Photo: Fabiola Ferrero retrieved

Monday, 1:00 p.m. I’m in Caracas, the most violent city in the world and, since I’m not from here, I’m extra-scared. I constantly look over my shoulder, trying to be aware of my surroundings, but there are too many things happening at once. It’s motorcycles everywhere and everyone walks super fast.

The big city is not for me. I can’t shake off the feeling I’m gonna get robbed any second now.

I’ll be doing research in Caracas, and my employers are lending me a laptop. The catch is, I have to pick it up at El Hatillo, in one corner of town, and bring it to the office in Chacao, in the opposite part of town. They told me to get a cab, and they would pay back whatever I spend. I have 10 million bolivars in my account, I figure a cab costs about four million, so I have enough.

Cash is very scarce, and I spent all of mine getting here, so I’ll have to find someone who accepts a transfer.

Cash is very scarce… so I’ll have to find someone who accepts a transfer.

I hail the first cab, a gray Ford Fiesta.

“Do you accept pago móvil?

He leaves.

I don’t know Caracas, so I just keep walking until I find another taxi, a brown rusty car.

“Hey, buddy. Say, pago móvil?”

And off he goes.

Pago móvil is the bank’s response to the cash drought. It lets you transfer money from your  phone to any local bank using the phone number and the recipient’s ID number. I’ve never used it, but I have the app installed and ready to go.

I walk to the Sambil. Right in front of the mall, there’s a bunch of mototaxis in the shadow of a tree. On the other side of the busy road, only one cab is parked. I reach it.

“Do you accept pago móvil, man?”

“No, but I accept transfers from Banesco.”
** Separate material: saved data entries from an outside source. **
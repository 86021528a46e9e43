//! 서비스 모듈
//!
//! 비즈니스 로직을 담당하는 서비스들을 제공합니다.

pub mod auth;
//! 인증 및 보안 서비스 모듈
//!
//! Auth0가 발급한 RS256 액세스 토큰의 검증을 담당하는 서비스들을 제공합니다.
//! 이 서버는 토큰을 발급하지 않습니다. 로그인과 토큰 발급은 전적으로
//! Auth0의 책임이며, 여기서는 검증과 권한 확인만 수행합니다.
//!
//! # Features
//!
//! - 테넌트 JWKS 조회 및 캐싱
//! - RS256 서명 검증 (kid 기반 키 매칭)
//! - audience / issuer 클레임 검증
//! - RBAC 권한 확인
//!
//! # Examples
//!
//! ```rust,ignore
//! use crate::services::auth::TokenService;
//!
//! let token_service = TokenService::instance();
//! let token = token_service.extract_bearer_token(auth_header)?;
//! let claims = token_service.verify_token(token).await?;
//! token_service.check_permissions("post:drinks", &claims)?;
//! ```

pub mod jwks_service;
pub mod token_service;

pub use jwks_service::*;
pub use token_service::*;
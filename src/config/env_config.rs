//! 배포 대상 및 서버 설정 관리 모듈
//!
//! 배포 변형 선택과 서버 바인딩 관련 설정을 관리합니다.

use std::env;

/// 애플리케이션 배포 대상
///
/// 두 변형은 프론트엔드 설정 레코드의 `audience`와 `callbackURL` 값만
/// 다르며, 나머지 키와 값은 동일합니다. 어느 쪽이든 정식 프로덕션
/// 구성이고 호스팅 대상만 다릅니다.
#[derive(Debug, Clone, PartialEq)]
pub enum DeployTarget {
    /// 커스텀 테스트 도메인 (coffee-shop.test)
    TestDomain,
    /// Vercel 기본 할당 도메인 (coffee-shop-delta.vercel.app)
    Vercel,
}

impl DeployTarget {
    /// 현재 배포 대상을 감지합니다.
    ///
    /// `DEPLOY_TARGET` 환경 변수를 확인하며, 설정되지 않은 경우
    /// `TestDomain`을 기본값으로 사용합니다.
    ///
    /// # Examples
    ///
    /// ```rust,ignore
    /// let target = DeployTarget::current();
    /// match target {
    ///     DeployTarget::TestDomain => println!("테스트 도메인 배포"),
    ///     DeployTarget::Vercel => println!("Vercel 배포"),
    /// }
    /// ```
    pub fn current() -> Self {
        match env::var("DEPLOY_TARGET") {
            Ok(value) => Self::from_str(&value),
            Err(_) => DeployTarget::TestDomain,
        }
    }

    /// 문자열에서 DeployTarget을 생성합니다.
    ///
    /// # Arguments
    ///
    /// * `s` - 배포 대상 이름 문자열 (대소문자 무관)
    ///
    /// # Returns
    ///
    /// 해당하는 DeployTarget 값. 알 수 없는 값인 경우 `TestDomain`을 반환합니다.
    pub fn from_str(s: &str) -> Self {
        match s.to_lowercase().as_str() {
            "vercel" | "delta" => DeployTarget::Vercel,
            _ => DeployTarget::TestDomain,
        }
    }
}

/// 서버 바인딩 설정
pub struct ServerConfig;

impl ServerConfig {
    /// 서버가 바인딩할 포트를 반환합니다.
    ///
    /// # Returns
    ///
    /// 포트 번호. 기본값: 8080
    ///
    /// # Environment Variables
    ///
    /// - `PORT`: 커스텀 포트 설정
    pub fn port() -> u16 {
        env::var("PORT")
            .unwrap_or_else(|_| "8080".to_string())
            .parse()
            .unwrap_or(8080)
    }

    /// 서버가 바인딩할 호스트 주소를 반환합니다.
    ///
    /// # Returns
    ///
    /// 호스트 주소. 기본값: "0.0.0.0" (모든 인터페이스)
    ///
    /// # Environment Variables
    ///
    /// - `HOST`: 커스텀 호스트 설정
    pub fn host() -> String {
        env::var("HOST").unwrap_or_else(|_| "0.0.0.0".to_string())
    }
}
The sun hits me right on the face, I can barely see him from the sidewalk.

“My money is in Mercantil.”

Pago móvil is the bank’s response to the cash drought.

I don’t really have a Mercantil bank account, I’m using my brother’s, who moved away to Colombia. Since I don’t have his cards, I only use it for transfers. At points of sale, I use another Mercantil account that a friend lends me. For that one, I can use the debit card, but I can’t do transfers.

I do have a bank account of my own, but it’s from Banco de Venezuela.

“I can’t find a taxi that accepts pago móvil,” I tell the driver.

He takes a moment of urban meditation and, after doing something on his phone, he says:

“You can pay me with pago móvil.

“Great! How much to Los Naranjos?”

“10 million.”

“Are you serious?”

I could barely pay for one cab, and now I need more money for the ride back.

I don’t want to take my phone out, in the street, so I go inside the Sambil, right at the entrance, and I can see the taxi from the glass door. I text friends to lend me 10 million, which is a lot, by the way. The monthly salary, with the food bonus, amounts to just five million.

I could barely pay for one cab, and now I need more money for the ride back.

After half an hour, someone transfers me the money, so I go back to the taxi. The driver tells me his pago móvil info, I try to login to the app and everything is easy-peasy.

“Wrong password.”

I’m using a password manager, so I know the password is correct. I try again.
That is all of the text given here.